| I appreciate and respect your enthusiasm. I wish more people were as passionate about spaceflight as you. Raptor shares the pintle-type injector, which was designed for the LEM and was part of the technology transfer to SpaceX as a part of their participation in the overarching COTS/CRS programs. The engine's design was partly funded by the USAF, and is a part of a rich history of alternate engine designs that all learn/share from one another. SpaceX in general has leveraged NASA's rich history and high open-ness to integrate this history into their work, https://historycollection.jsc.nasa.gov/JSCHistoryPortal/hist... Raptor is one of the few advanced engine concepts that have gone from the test stand to near-use, and that's an amazing achievement. I would be remiss if I didn't point out that Raptor wasn't the first full flowed staged combustion engine. Being the first doesn't change what Raptor has done, taken several technologies from the test-stand phase to flight testing. Autoland was de-emphasized due to demands for greater control by the astronaut corps. There was also the incident with STS-3. However, the Shuttle was designed from the ground up with GNC that was meant for full-scale autopilot, including landing. They were hoping for long-term space habitation and to send vehicles uncrewed and then return with crews from the Moon, Mars, and perhaps beyond. It was felt that the astronauts would be rusty and weak after continued microgravity exposure so autoland was emphasized during the design process. For its time, the STS had extremely advanced GNC and displayed mission capabilities that hadn't been displayed before. https://ntrs.nasa.gov/citations/19760024058 One of the RS-25 engines was used 22 times. This was engine SN-2012. Another was used 19 times, SN-2019. They were designed to be flown and re-flown 50+ times, each. https://www.researchgate.net/publication/226730434_Reusabili... BO has performed multiple suborbital flights using the same booster, and have taken scientific payloads for these flights. Steel is heavier than Al and most other aerospace materials. It was chosen for Starship as a part of a novel Thermal Protection System, without that mission role, it is mass inefficient. I am happy to hear your palpable excitement. I hope this comment helps you adjust your mental model to a better picture of the industry. |
Yes some Musk fans ridicule NASA for past failures or lost opportunities and that’s a shame. It’s also widely understood in the community that this is mainly due to political interference and constraints forced on the organisation. But none of that has anything to do with your ‘criticisms’.

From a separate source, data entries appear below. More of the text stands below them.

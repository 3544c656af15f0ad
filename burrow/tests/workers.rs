#![allow(dead_code)]

use burrow_consume::{Decoder, MemoryGauge, WorkSummary, Worker, Workload};
use burrow_core::{BurrowError, Result};
use serde_json::Value;
use std::sync::atomic::{AtomicU64, Ordering};
use std::sync::{Arc, Mutex};

/// Acknowledges everything and remembers the data it saw
#[derive(Clone, Default)]
pub struct RecordingWorker {
    seen: Arc<Mutex<Vec<Value>>>,
}

impl RecordingWorker {
    pub fn seen(&self) -> Vec<Value> {
        self.seen.lock().unwrap().clone()
    }
}

impl Worker for RecordingWorker {
    async fn work(&self, workload: &Workload) -> Result<WorkSummary> {
        self.seen.lock().unwrap().push(workload.data.clone());
        Ok(WorkSummary::Success)
    }
}

/// Does whatever the item's `action` field says
///
/// Actions `requeue` and `fail` only apply the first time an item is seen so
/// a redelivered item succeeds.
#[derive(Clone, Default)]
pub struct ScriptedWorker {
    seen: Arc<Mutex<Vec<String>>>,
}

impl ScriptedWorker {
    pub fn seen(&self) -> Vec<String> {
        self.seen.lock().unwrap().clone()
    }
}

impl Worker for ScriptedWorker {
    async fn work(&self, workload: &Workload) -> Result<WorkSummary> {
        let action = workload.data["action"].as_str().unwrap_or("ok").to_string();
        self.seen.lock().unwrap().push(action.clone());

        let first_delivery = workload.release_count == 0 && workload.reject_count == 0;
        match action.as_str() {
            "requeue" if first_delivery => Ok(WorkSummary::Requeue),
            "fail" if first_delivery => Ok(WorkSummary::Failure("scripted failure".to_string())),
            "error" if first_delivery => Err(BurrowError::Runtime("worker blew up".to_string())),
            "suspend" => Ok(WorkSummary::Suspend),
            _ => Ok(WorkSummary::Success),
        }
    }
}

/// Fails every single item
pub struct FailingWorker;

impl Worker for FailingWorker {
    async fn work(&self, _: &Workload) -> Result<WorkSummary> {
        Ok(WorkSummary::Failure("always fails".to_string()))
    }
}

/// Wants item bodies as plain text
#[derive(Clone, Default)]
pub struct TextWorker {
    inner: RecordingWorker,
}

impl TextWorker {
    pub fn seen(&self) -> Vec<Value> {
        self.inner.seen()
    }
}

impl Worker for TextWorker {
    async fn work(&self, workload: &Workload) -> Result<WorkSummary> {
        self.inner.work(workload).await
    }

    fn decoder(&self) -> Option<Decoder> {
        Some(Decoder::text())
    }
}

/// Memory use grows by a fixed step every time it's measured
#[derive(Clone)]
pub struct GrowingMemory {
    step: u64,
    samples: Arc<AtomicU64>,
}

impl GrowingMemory {
    pub fn new(step: u64) -> Self {
        Self {
            step,
            samples: Arc::new(AtomicU64::new(0)),
        }
    }

    pub fn samples(&self) -> u64 {
        self.samples.load(Ordering::SeqCst)
    }
}

impl MemoryGauge for GrowingMemory {
    fn peak_usage_bytes(&self) -> u64 {
        let samples = self.samples.fetch_add(1, Ordering::SeqCst) + 1;
        samples * self.step
    }
}
use crate::{Context, Result};
use deadpool_redis::{Config, Pool, Runtime};

/// Central Redis connection pool that manages access to all queues
///
/// A forum is an explicitly owned handle: create one per consumer (or per
/// group of cooperating producers) and pass it in. Clones share the pool.
#[derive(Clone)]
pub struct Forum {
    redis_pool: Pool,
}

impl Forum {
    /// Create a new forum with the specified Redis URL
    pub fn new(redis_url: &str) -> Result<Self> {
        let redis_pool = Config::from_url(redis_url).create_pool(Some(Runtime::Tokio1))?;
        Ok(Self { redis_pool })
    }

    /// Create a forum with the Redis URL from environment
    pub fn try_from_env() -> Result<Self> {
        let redis_url = crate::util::get_redis_url();
        Self::new(&redis_url)
    }

    /// Create a context for a specific queue
    pub fn queue(&self, queue: &str) -> Context {
        Context::new(self.clone(), queue)
    }

    /// Get a reference to the underlying Redis pool
    pub(crate) fn redis_pool(&self) -> &Pool {
        &self.redis_pool
    }

    /// Close the pool; pending and future connection requests fail
    pub fn close(&self) {
        self.redis_pool.close();
    }

    pub fn is_closed(&self) -> bool {
        self.redis_pool.is_closed()
    }
}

Take the points about steel. That matters on a non reusable system because you’re wasting weight for no mission relevant purpose, but if it allows you to reuse the vehicle rather than not, is it really still an inefficient choice? What point are you even trying to make? If that even is a criticism, it’s just not relevant. If you genuinely think it’s a bad choice, just say so and say why. But you don’t actually give any explanation of why any of these points matter.